All right, today's business: If the so-called White Firefighters Case didn't bring this home to us, especially as it intersected with Sonia Sotomayor's confirmation hearings, then this week's hoopla over the arrest of Skip Gates certainly made it clear that we have not put race behind us. This case is also about class: not just a black man arrested by a white man, but a prominent university professor facing off with a working-class police officer. Society is a complicated beast. The President has once again showed his political savvy in recognizing that he could help to quell a storm that he had (probably inadvertently) helped to stir up, but his original comments are telling both of the ongoing problem and of a kind of change that he has brought in even addressing the issue in such blunt terms. The whole mess of race relations makes me quite sad. Within weeks of my arrival in Chicago, I was spat on for no reason I can discern other than that I was white - in a neighbourhood inhabited by a large white population, as well as a mix of minority populations. Somehow, I couldn't feel angry about it.

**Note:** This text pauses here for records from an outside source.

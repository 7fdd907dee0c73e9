//! The production contract and the operator surface.
//!
//! A [`Publisher`] is a cold, reusable stream template: each call to
//! [`subscribe`](Publisher::subscribe) starts an independent subscription.
//! [`PublisherExt`] is implemented for every publisher and provides the
//! chainable operators and the terminal conveniences.
//!
//! ```rust
//! use flowable::prelude::*;
//!
//! let doubled_evens = flowable::from_iter(1..=6)
//!   .filter(|v| v % 2 == 0)
//!   .map(|v| v * 2)
//!   .block_all();
//!
//! assert_eq!(doubled_evens.unwrap(), vec![4, 8, 12]);
//! ```

use std::sync::Arc;

use crate::{
  counter::UNBOUNDED,
  error::{FlowError, Result},
  ops::{
    block::block_all,
    filter::{Filter, FilterFn, TryFilterFn},
    flat_map::{FlatMap, FlatMapFn, TryFlatMapFn},
    into_stream::IntoStream,
    map::{Map, MapFn, TryMapFn},
    reduce::{Reduce, ReduceFn, TryReduceFn},
    subscribe_on::SubscribeOn,
  },
  scheduler::Scheduler,
  subscriber::{FnSubscriber, SubscriberRef},
  subscription::Subscription,
};

/// Producer of a stream of [`Item`](Publisher::Item)s.
pub trait Publisher: Send + Sync {
  type Item: Send + 'static;

  /// Starts a new, independent subscription delivering to `subscriber`.
  fn subscribe(&self, subscriber: SubscriberRef<Self::Item>);
}

/// Shared handle to a type-erased publisher.
pub type BoxPublisher<T> = Arc<dyn Publisher<Item = T>>;

impl<P: Publisher + ?Sized> Publisher for Arc<P> {
  type Item = P::Item;

  #[inline]
  fn subscribe(&self, subscriber: SubscriberRef<Self::Item>) { (**self).subscribe(subscriber) }
}

impl<P: Publisher + ?Sized> Publisher for Box<P> {
  type Item = P::Item;

  #[inline]
  fn subscribe(&self, subscriber: SubscriberRef<Self::Item>) { (**self).subscribe(subscriber) }
}

/// Operators and terminal helpers available on every [`Publisher`].
pub trait PublisherExt: Publisher + Sized + 'static {
  /// Transforms each item with `f`, one output per input.
  fn map<R, F>(self, f: F) -> Map<Self, MapFn<F>>
  where
    F: Fn(Self::Item) -> R + Send + Sync + 'static,
    R: Send + 'static,
  {
    Map::new(self, MapFn(f))
  }

  /// Like [`map`](PublisherExt::map), but an `Err` fails the stream and
  /// cancels the upstream.
  fn try_map<R, F>(self, f: F) -> Map<Self, TryMapFn<F>>
  where
    F: Fn(Self::Item) -> Result<R> + Send + Sync + 'static,
    R: Send + 'static,
  {
    Map::new(self, TryMapFn(f))
  }

  /// Keeps only the items for which `predicate` holds.
  fn filter<F>(self, predicate: F) -> Filter<Self, FilterFn<F>>
  where
    F: Fn(&Self::Item) -> bool + Send + Sync + 'static,
  {
    Filter::new(self, FilterFn(predicate))
  }

  /// Like [`filter`](PublisherExt::filter) with a fallible predicate.
  fn try_filter<F>(self, predicate: F) -> Filter<Self, TryFilterFn<F>>
  where
    F: Fn(&Self::Item) -> Result<bool> + Send + Sync + 'static,
  {
    Filter::new(self, TryFilterFn(predicate))
  }

  /// Folds the whole stream into a single item, starting from the first one.
  /// An empty upstream completes without emitting anything.
  fn reduce<F>(self, f: F) -> Reduce<Self, ReduceFn<F>>
  where
    F: Fn(Self::Item, Self::Item) -> Self::Item + Send + Sync + 'static,
  {
    Reduce::new(self, ReduceFn(f))
  }

  /// Like [`reduce`](PublisherExt::reduce) with a fallible combiner.
  fn try_reduce<F>(self, f: F) -> Reduce<Self, TryReduceFn<F>>
  where
    F: Fn(Self::Item, Self::Item) -> Result<Self::Item> + Send + Sync + 'static,
  {
    Reduce::new(self, TryReduceFn(f))
  }

  /// Maps each item to an inner publisher and concatenates the inner streams,
  /// draining each one before the next outer item is requested.
  fn flat_map<P, F>(self, f: F) -> FlatMap<Self, FlatMapFn<F>>
  where
    F: Fn(Self::Item) -> P + Send + Sync + 'static,
    P: Publisher + 'static,
  {
    FlatMap::new(self, FlatMapFn(f))
  }

  /// Like [`flat_map`](PublisherExt::flat_map) with a fallible mapping.
  fn try_flat_map<P, F>(self, f: F) -> FlatMap<Self, TryFlatMapFn<F>>
  where
    F: Fn(Self::Item) -> Result<P> + Send + Sync + 'static,
    P: Publisher + 'static,
  {
    FlatMap::new(self, TryFlatMapFn(f))
  }

  /// Subscribes to this publisher on a task of `scheduler`.
  fn subscribe_on<S>(self, scheduler: S) -> SubscribeOn<Self, S>
  where
    S: Scheduler + 'static,
  {
    SubscribeOn::new(self, scheduler)
  }

  /// Subscribes with four callbacks instead of a [`Subscriber`] object.
  ///
  /// Nothing is requested automatically: `on_subscribed` (or `on_consumed`)
  /// must call `request` on the handle it receives.
  ///
  /// [`Subscriber`]: crate::subscriber::Subscriber
  fn subscribe_all<S, N, C, E>(&self, on_subscribed: S, on_consumed: N, on_completed: C, on_failed: E)
  where
    S: Fn(&dyn Subscription) + Send + Sync + 'static,
    N: Fn(&dyn Subscription, Self::Item) + Send + Sync + 'static,
    C: Fn() + Send + Sync + 'static,
    E: Fn(FlowError) + Send + Sync + 'static,
  {
    self.subscribe(Arc::new(FnSubscriber::new(on_subscribed, on_consumed, on_completed, on_failed)));
  }

  /// Requests everything and hands each item to `f`. Failures are logged and
  /// otherwise dropped.
  fn for_each<F>(&self, f: F)
  where
    F: Fn(Self::Item) + Send + Sync + 'static,
  {
    self.subscribe_all(
      |s: &dyn Subscription| s.request(UNBOUNDED),
      move |_: &dyn Subscription, item| f(item),
      || {},
      |cause| tracing::debug!(error = %cause, "for_each subscription failed"),
    );
  }

  /// Blocks the calling thread until the stream terminates and returns every
  /// item, or the failure.
  ///
  /// Never call this from a thread the stream itself needs in order to make
  /// progress.
  fn block_all(&self) -> Result<Vec<Self::Item>> { block_all(self) }

  /// Bridges into a [`futures::Stream`], requesting `prefetch` items up front
  /// and one more for every item polled.
  fn into_stream(self, prefetch: u64) -> IntoStream<Self::Item> { IntoStream::new(&self, prefetch) }

  /// Erases the concrete publisher type.
  fn boxed(self) -> BoxPublisher<Self::Item> { Arc::new(self) }
}

impl<P: Publisher + Sized + 'static> PublisherExt for P {}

That was also the year that I met an older black woman (also named Emily) who, aside from her obvious failure to take a pretty hefty dose of medication, was still labouring under a crushing sense of injury and bitterness. We could be talking about a book or a piece of music, and the conversation would almost invariably turn suddenly to old insults and painful examples of discrimination. So many people can still remember terrible, terrible things, and there was nothing I could do for the older Emily but hear her out, swearing and all. I used to chat with the girls who worked the cash registers at one of the dining halls on campus - one was jealous of my long, straight hair, while I was jealous of the skull that allowed her to shave her head and look stunning; they were proud of me for having rhythm when they played music on quiet Saturday mornings - but the fact remains that white students vastly outnumbered black students and that the only white people working the cash machines were supervisors. Back to that fossilized class divide that preserves the old outlines of slavery. And for all that I deplore the slave trade, I can't wish that I'd never met the people who are descended from slaves. I can't unwish the country's first black president, and I can't wish to rewrite history.


It's tough, this learning from the past.

EDIT: And on that terribly earnest note, I am terribly late!